Plädoyer für Wettbewerb bei Patientenakten

Berlin – Der Bundesverband Gesundheits-IT (bvitg) hat Bestrebungen kritisiert, nur die Krankenkassen als Anbieter von elektronischen Patientenakten (ePA) in den Blick zu nehmen. Damit wandte sich der Verband, der die führenden IT-Anbieter im Gesundheitswesen in Deutschland vertritt, auch gegen einen Beschluss des Verwaltungsrates des GKV-Spitzenverbandes vom 30. August, in dem der Gesetzgeber aufgefordert wird, klarzustellen, „dass die elektronische Patientenakte ausschließlich durch Krankenkassen angeboten wird“.
Aus Sicht des bvitg ist es zwar zu begrüßen, dass die Krankenkassen die Einführung einer auf internationalen Standards beruhenden ePA als zentralen Baustein der Telematikinfrastruktur (TI) weiter vorantreiben und dabei auch die Möglichkeit der Portabilität der Patientendaten bei einem Kassenwechsel sicherstellen wollen. Eine Eingrenzung des Anbieterkreises aber lehnt der bvitg „als einen starken Eingriff in die freie Marktwirtschaft, der einen fairen Wettbewerb unter den Aktenanbietern am Markt verhindert“, strikt ab.
Der Hintergrund: Neben den Projekten einzelner Krankenkassen gibt es bereits mehrere Lösungen für elektronische Akten, die von Softwareherstellern – teilweise in Zusammenarbeit mit Krankenkassen oder auch ohne eine solche Kooperation – angeboten werden. Weitere Aktenprojekte gibt es darüber hinaus in Kliniken, wie etwa die elektronische Fallakte.
„Anstatt diese bestehenden Projekte und damit zahlreiche Innovationen im Keim zu ersticken, sollte der Gesetzgeber entsprechende Voraussetzungen für innovative und faire Marktbedingungen schaffen und garantieren“, erklärte Sebastian Zilch, Geschäftsführer vom bvitg.
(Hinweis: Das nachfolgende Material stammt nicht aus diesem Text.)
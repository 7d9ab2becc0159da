//! Amount- and price-window features.

use super::preceding;
use crate::domain::Tick;

/// Signed sum of the `count` most recent ticks before `anchor` whose
/// absolute amount is at least `min_amount`.
///
/// Returns `None` when fewer than `count` qualifying ticks exist.
pub fn filtered_trailing_sum(
    tape: &[Tick],
    anchor: usize,
    min_amount: f64,
    count: usize,
) -> Option<f64> {
    let mut found = 0;
    let mut sum = 0.0;
    for tick in preceding(tape, anchor) {
        if found >= count {
            break;
        }
        if tick.abs_amount() >= min_amount {
            sum += tick.amount();
            found += 1;
        }
    }
    (found >= count).then_some(sum)
}

/// Whether the anchor's absolute amount strictly exceeds every one of the
/// `lookback` most recent qualifying (`|amount| >= min_amount`) ticks.
///
/// With no qualifying ticks the anchor is vacuously the maximum.
pub fn is_max_amount(tape: &[Tick], anchor: usize, min_amount: f64, lookback: usize) -> bool {
    let Some(current) = tape.get(anchor) else {
        return false;
    };
    let window_max = preceding(tape, anchor)
        .map(Tick::abs_amount)
        .filter(|a| *a >= min_amount)
        .take(lookback)
        .fold(None, |acc: Option<f64>, a| Some(acc.map_or(a, |m| m.max(a))));

    match window_max {
        None => true,
        Some(m) => current.abs_amount() > m,
    }
}

/// Percentage by which the anchor price sits above the minimum of the
/// `lookback` most recent positive prices: `(current / min - 1) * 100`.
///
/// `None` when the anchor price is not positive or no positive price precedes it.
pub fn price_ratio_to_min(tape: &[Tick], anchor: usize, lookback: usize) -> Option<f64> {
    let current = tape.get(anchor)?.price();
    if current <= 0.0 {
        return None;
    }
    let min = preceding(tape, anchor)
        .map(Tick::price)
        .filter(|p| *p > 0.0)
        .take(lookback)
        .fold(None, |acc: Option<f64>, p| Some(acc.map_or(p, |m| m.min(p))))?;
    Some((current / min - 1.0) * 100.0)
}

/// Lowest positive price over the `lookback` ticks before `entry`.
///
/// This is the loss-stop floor: it is fixed before the trade opens.
pub fn pre_entry_floor(tape: &[Tick], entry: usize, lookback: usize) -> Option<f64> {
    let end = entry.min(tape.len());
    let start = end.saturating_sub(lookback);
    tape[start..end]
        .iter()
        .map(Tick::price)
        .filter(|p| *p > 0.0)
        .fold(None, |acc: Option<f64>, p| Some(acc.map_or(p, |m| m.min(p))))
}
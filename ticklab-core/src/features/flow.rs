//! Order-flow features: buy/sell counts, trade-size mix, streaks.

use serde::{Deserialize, Serialize};

use super::preceding;
use crate::domain::Tick;

/// Trade direction.
#[derive(Debug, Clone, Copy, PartialEq, Eq, Serialize, Deserialize)]
#[serde(rename_all = "snake_case")]
pub enum Side {
    Buy,
    Sell,
}

impl Side {
    fn matches(self, tick: &Tick) -> bool {
        match self {
            Side::Buy => tick.is_buy(),
            Side::Sell => tick.is_sell(),
        }
    }
}

#[derive(Debug, Clone, Copy, Default, PartialEq, Eq)]
pub struct FlowCounts {
    pub buys: usize,
    pub sells: usize,
}

/// Buys and sells among the `lookback` ticks before `anchor`.
///
/// Zero-amount ticks use up the window but count as neither.
pub fn buy_sell_counts(tape: &[Tick], anchor: usize, lookback: usize) -> FlowCounts {
    preceding(tape, anchor)
        .take(lookback)
        .fold(FlowCounts::default(), |mut acc, tick| {
            if tick.is_buy() {
                acc.buys += 1;
            } else if tick.is_sell() {
                acc.sells += 1;
            }
            acc
        })
}

#[derive(Debug, Clone, Copy, Default, PartialEq)]
pub struct SizeRatios {
    pub large: f64,
    pub small: f64,
}

/// Share of large (`|a| >= large_threshold`) and small (`|a| < small_threshold`)
/// trades among the `lookback` ticks before `anchor`.
///
/// An empty window gives `(0.0, 0.0)`.
pub fn trade_size_ratios(
    tape: &[Tick],
    anchor: usize,
    lookback: usize,
    large_threshold: f64,
    small_threshold: f64,
) -> SizeRatios {
    let mut total = 0usize;
    let mut large = 0usize;
    let mut small = 0usize;
    for tick in preceding(tape, anchor).take(lookback) {
        let a = tick.abs_amount();
        if a >= large_threshold {
            large += 1;
        }
        if a < small_threshold {
            small += 1;
        }
        total += 1;
    }
    if total == 0 {
        return SizeRatios::default();
    }
    SizeRatios {
        large: large as f64 / total as f64,
        small: small as f64 / total as f64,
    }
}

/// Length of the unbroken run of `side` trades with `|amount| >= threshold`
/// immediately before `anchor`.
pub fn consecutive_streak(tape: &[Tick], anchor: usize, side: Side, threshold: f64) -> usize {
    preceding(tape, anchor)
        .take_while(|tick| side.matches(tick) && tick.abs_amount() >= threshold)
        .count()
}

#[cfg(test)]
mod tests {
    use super::*;
    use crate::features::test_support::amounts;

    #[test]
    fn counts_within_lookback() {
        let t = amounts(&[1.0, 1.0, -1.0, 0.0, 2.0, -3.0, 5.0]);
        assert_eq!(buy_sell_counts(&t, 6, 3), FlowCounts { buys: 1, sells: 1 });
        assert_eq!(buy_sell_counts(&t, 6, 100), FlowCounts { buys: 3, sells: 2 });
        assert_eq!(buy_sell_counts(&t, 0, 5), FlowCounts::default());
    }

    #[test]
    fn size_ratios() {
        let t = amounts(&[0.05, 2.0, 0.5, 1.0, 9.0]);
        let r = trade_size_ratios(&t, 4, 4, 1.0, 0.1);
        assert!((r.large - 0.5).abs() < 1e-12);
        assert!((r.small - 0.25).abs() < 1e-12);
    }

    #[test]
    fn size_ratios_empty_window() {
        let t = amounts(&[1.0]);
        assert_eq!(trade_size_ratios(&t, 0, 20, 1.0, 0.1), SizeRatios::default());
    }

    #[test]
    fn streak_breaks_on_direction_or_size() {
        let t = amounts(&[1.0, -1.0, 0.5, 2.0, 3.0, 0.0]);
        assert_eq!(consecutive_streak(&t, 5, Side::Buy, 0.0), 3);
        assert_eq!(consecutive_streak(&t, 5, Side::Buy, 1.0), 2);
        assert_eq!(consecutive_streak(&t, 5, Side::Sell, 0.0), 0);
        assert_eq!(consecutive_streak(&t, 2, Side::Sell, 0.0), 1);
    }
}
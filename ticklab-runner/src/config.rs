//! Serializable backtest configuration.
//!
//! One TOML file carries everything a run needs:
//! - `[entry]`: hard filters and the ordered `[[entry.conditions]]` list
//! - `[exit]`: exit rule parameters, optional rules switched by `enabled`
//! - `[execution]`: fill delays, sizing, fees
//! - `[analytics]`: outlier ceiling for trimmed averages
//!
//! Every field has a default, so an empty file is a valid configuration.

use std::collections::BTreeSet;
use std::path::Path;

use serde::{Deserialize, Serialize};
use thiserror::Error;

use ticklab_core::analytics::{AnalyticsConfig, DEFAULT_OUTLIER_CEILING};
use ticklab_core::components::{Bounds, ConditionKind, EntryConfig, ExitConfig};
use ticklab_core::engine::{EngineConfig, ExecutionConfig};

/// Errors from loading or validating a configuration.
#[derive(Debug, Error)]
pub enum ConfigError {
    #[error("failed to read config '{path}': {source}")]
    Io {
        path: String,
        #[source]
        source: std::io::Error,
    },

    #[error("invalid TOML: {0}")]
    Parse(#[from] toml::de::Error),

    #[error("failed to encode config: {0}")]
    Encode(#[from] toml::ser::Error),

    #[error("invalid config: {0}")]
    Invalid(String),
}

#[derive(Debug, Clone, PartialEq, Serialize, Deserialize)]
#[serde(default)]
pub struct AnalyticsSettings {
    /// Records with a profit rate at or above this are left out of averages.
    pub outlier_ceiling: f64,
}

impl Default for AnalyticsSettings {
    fn default() -> Self {
        Self {
            outlier_ceiling: DEFAULT_OUTLIER_CEILING,
        }
    }
}

/// Complete configuration for a batch run.
#[derive(Debug, Clone, Default, PartialEq, Serialize, Deserialize)]
#[serde(default)]
pub struct BacktestConfig {
    pub entry: EntryConfig,
    pub exit: ExitConfig,
    pub execution: ExecutionConfig,
    pub analytics: AnalyticsSettings,
}

impl BacktestConfig {
    /// Read, parse and validate a TOML file.
    pub fn from_file(path: impl AsRef<Path>) -> Result<Self, ConfigError> {
        let path = path.as_ref();
        let text = std::fs::read_to_string(path).map_err(|source| ConfigError::Io {
            path: path.display().to_string(),
            source,
        })?;
        Self::from_toml_str(&text)
    }

    /// Parse and validate TOML text.
    pub fn from_toml_str(text: &str) -> Result<Self, ConfigError> {
        let config: Self = toml::from_str(text)?;
        config.validate()?;
        Ok(config)
    }

    pub fn to_toml(&self) -> Result<String, ConfigError> {
        Ok(toml::to_string_pretty(self)?)
    }

    /// Deterministic content hash (blake3 over the JSON encoding).
    ///
    /// Two configurations with the same hash produce identical runs on the
    /// same tapes.
    pub fn config_hash(&self) -> String {
        let json = serde_json::to_vec(self).unwrap_or_default();
        blake3::hash(&json).to_hex().to_string()
    }

    /// First 12 hex characters of the hash, used for directory names.
    pub fn short_hash(&self) -> String {
        self.config_hash()[..12].to_string()
    }

    pub fn engine(&self) -> EngineConfig {
        EngineConfig::new(self.entry.clone(), self.exit.clone(), self.execution.clone())
    }

    pub fn analytics_config(&self) -> AnalyticsConfig {
        AnalyticsConfig::from_entry(&self.entry, self.analytics.outlier_ceiling)
    }

    /// Reject parameter sets the engine cannot interpret.
    ///
    /// Bad bucket lists are not errors here; the aggregator drops them with a
    /// warning.
    pub fn validate(&self) -> Result<(), ConfigError> {
        let hard = &self.entry.hard;
        check_bounds("entry.hard.market_cap", hard.market_cap)?;
        check_bounds("entry.hard.trade_amount", hard.trade_amount)?;
        check_bounds("entry.hard.trailing_sum.range", hard.trailing_sum.range)?;

        let mut names = BTreeSet::new();
        for (i, spec) in self.entry.conditions.iter().enumerate() {
            if !names.insert(spec.name()) {
                return Err(ConfigError::Invalid(format!(
                    "entry.conditions.{i}: duplicate condition name '{}'",
                    spec.name()
                )));
            }
            if let Some(range) = spec.kind.range() {
                check_bounds(&format!("entry.conditions.{i}.range"), range)?;
            }
            if let ConditionKind::RecentTradeCount { window_seconds, .. } = spec.kind {
                if window_seconds < 0 {
                    return Err(ConfigError::Invalid(format!(
                        "entry.conditions.{i}.window_seconds must not be negative"
                    )));
                }
            }
        }

        if self.exit.retracement.inflection_window == 0 {
            return Err(ConfigError::Invalid(
                "exit.retracement.inflection_window must be at least 1".into(),
            ));
        }
        if self.exit.retracement.low > self.exit.retracement.high {
            return Err(ConfigError::Invalid(
                "exit.retracement.low must not exceed exit.retracement.high".into(),
            ));
        }

        let exec = &self.execution;
        if exec.buy_delay_ms < 0 || exec.sell_delay_ms < 0 {
            return Err(ConfigError::Invalid("execution delays must not be negative".into()));
        }
        if !(0.0..1.0).contains(&exec.fee_rate) {
            return Err(ConfigError::Invalid(format!(
                "execution.fee_rate must be in [0, 1), got {}",
                exec.fee_rate
            )));
        }
        if exec.min_size_sol <= 0.0 {
            return Err(ConfigError::Invalid("execution.min_size_sol must be positive".into()));
        }

        if self.analytics.outlier_ceiling.is_nan() {
            return Err(ConfigError::Invalid("analytics.outlier_ceiling is NaN".into()));
        }
        Ok(())
    }
}

fn check_bounds(field: &str, bounds: Bounds) -> Result<(), ConfigError> {
    if bounds.is_valid() {
        Ok(())
    } else {
        Err(ConfigError::Invalid(format!(
            "{field}: expected [min, max] with min <= max, got [{}, {}]",
            bounds.min(),
            bounds.max()
        )))
    }
}

#[cfg(test)]
mod tests {
    use super::*;
    use ticklab_core::components::{ConditionMode, TradeDirection};

    #[test]
    fn empty_file_is_default() {
        let config = BacktestConfig::from_toml_str("").unwrap();
        assert_eq!(config, BacktestConfig::default());
        assert_eq!(config.entry.conditions.len(), 14);
    }

    #[test]
    fn partial_file_overrides_only_named_fields() {
        let text = r#"
            [entry.hard]
            market_cap = [120, 200]
            direction = "both"

            [exit.sell_pressure]
            enabled = true
            lookback = 5

            [execution]
            buy_delay_ms = 0
        "#;
        let config = BacktestConfig::from_toml_str(text).unwrap();
        assert_eq!(config.entry.hard.market_cap, Bounds(120.0, 200.0));
        assert_eq!(config.entry.hard.direction, TradeDirection::Both);
        assert_eq!(config.entry.hard.trade_amount, Bounds(4.0, 15.0));
        assert!(config.exit.sell_pressure.enabled);
        assert_eq!(config.exit.sell_pressure.lookback, 5);
        assert_eq!(config.exit.sell_pressure.sum_threshold, -20.0);
        assert!(config.exit.spike.enabled);
        assert_eq!(config.execution.buy_delay_ms, 0);
        assert_eq!(config.execution.sell_delay_ms, 200);
    }

    #[test]
    fn conditions_array_replaces_defaults() {
        let text = r#"
            [[entry.conditions]]
            type = "BUY_COUNT"
            mode = "online"
            lookback = 10
            min = 4

            [[entry.conditions]]
            type = "PRICE_RATIO"
            name = "ratio_short"
            lookback = 5
            range = [0.0, 2.0]
            buckets = [0, 1, 2]
        "#;
        let config = BacktestConfig::from_toml_str(text).unwrap();
        let conditions = &config.entry.conditions;
        assert_eq!(conditions.len(), 2);
        assert_eq!(conditions[0].mode, ConditionMode::Online);
        assert_eq!(conditions[1].mode, ConditionMode::Off);
        assert_eq!(conditions[1].name(), "ratio_short");
    }

    #[test]
    fn inverted_bounds_are_rejected() {
        let err = BacktestConfig::from_toml_str("[entry.hard]\nmarket_cap = [250, 100]")
            .unwrap_err();
        assert!(matches!(err, ConfigError::Invalid(msg) if msg.contains("market_cap")));
    }

    #[test]
    fn duplicate_condition_names_are_rejected() {
        let text = r#"
            [[entry.conditions]]
            type = "BUY_COUNT"
            lookback = 10
            min = 4

            [[entry.conditions]]
            type = "BUY_COUNT"
            lookback = 20
            min = 4
        "#;
        assert!(matches!(
            BacktestConfig::from_toml_str(text),
            Err(ConfigError::Invalid(_))
        ));
    }

    #[test]
    fn zero_inflection_window_is_rejected() {
        let text = "[exit.retracement]\ninflection_window = 0";
        assert!(BacktestConfig::from_toml_str(text).is_err());
    }

    #[test]
    fn malformed_toml_is_a_parse_error() {
        assert!(matches!(
            BacktestConfig::from_toml_str("[entry\nbroken"),
            Err(ConfigError::Parse(_))
        ));
    }

    #[test]
    fn default_config_round_trips_through_toml() {
        let config = BacktestConfig::default();
        let text = config.to_toml().unwrap();
        let back = BacktestConfig::from_toml_str(&text).unwrap();
        assert_eq!(back, config);
    }

    #[test]
    fn hash_is_deterministic_and_parameter_sensitive() {
        let a = BacktestConfig::default();
        let mut b = a.clone();
        assert_eq!(a.config_hash(), b.config_hash());
        b.exit.loss_stop.loss_fraction = 0.25;
        assert_ne!(a.config_hash(), b.config_hash());
        assert_eq!(a.short_hash().len(), 12);
    }

    #[test]
    fn missing_file_reports_path() {
        let err = BacktestConfig::from_file("/definitely/not/here.toml").unwrap_err();
        assert!(err.to_string().contains("/definitely/not/here.toml"));
    }
}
Alle elektronischen Aktenmodelle können dem Verband zufolge nach den Spezifikationen der für die TI verantwortlichen Betreibergesellschaft gematik weiterentwickelt und zugelassen werden.
Der Verband fordert zudem mehr Mitsprache bei der Entwicklung: „Bei der Diskussion um die Ausgestaltung von Akten muss die Industrie einbezogen werden“, meinte Zilch. Schließlich sei eine Einbindung, etwa in die Primärsysteme, für den Erfolg aller Aktenlösungen unabdingbar.
In seiner Stellungnahme zum Referentenentwurf zum Terminservice- und Versorgungsgesetz (TSVG) hatte der bvitg zuvor angemahnt, dass der freie Markt für digitale Lösungen nicht benachteiligt werden darf, und gefordert, dass die Versicherten ihre Akten frei wählen dürfen und die dafür entstehenden Kosten erstatten werden sollten. Dies bedeutet auch eine gleichberechtigte Finanzierung, sollte sich ein Versicherter gegen das Angebot seiner Krankenkasse entscheiden. Für Ärzte sollte eine Vergütung unabhängig vom Anbieter möglich sein.
Gegen die Einschränkung der Wahlfreiheit
Auch die Bundesärztekammer (BÄK) hatte sich in ihrer Stellungnahme zum TSVG-Entwurf gegen die Exklusivität der Krankenkassen als ePA-Anbieter ausgesprochen. Dies sei „in einem wettbewerblich ausgerichteten Gesundheitswesen nicht adäquat und schränkt Wahlrechte des Versicherten in einem nicht zu akzeptierendem Maße ein“.
Die Bundesärztekammer plädiert daher dafür, dass der Gesetzgeber dem Versicherten einen Rechtsanspruch auf eine ePA gemäß § 291a Sozialgesetzbuch V gegenüber seiner Kasse garantieren sollte, dies aber die Wahlmöglichkeit für Versicherte beinhalten sollte, sich für einen ePA-Anbieter ihrer Wahl – etwa von einer Krankenkasse, einem Ärztenetz oder einem anderen Anbieter – zu entscheiden.
Dieses Wahlrecht kann laut BÄK jedoch nur dann wirksam werden, wenn die Nutzung der Akte für den Versicherten kostenfrei, das heißt „ökonomisch diskriminierungsfrei“ ist. Ziel sollte es aus Sicht der BÄK sein, dass der Versicherte sich den Anbieter seines Vertrauens aussuchen kann und nicht die ePA seiner Krankenkasse für ihn alternativlos ist.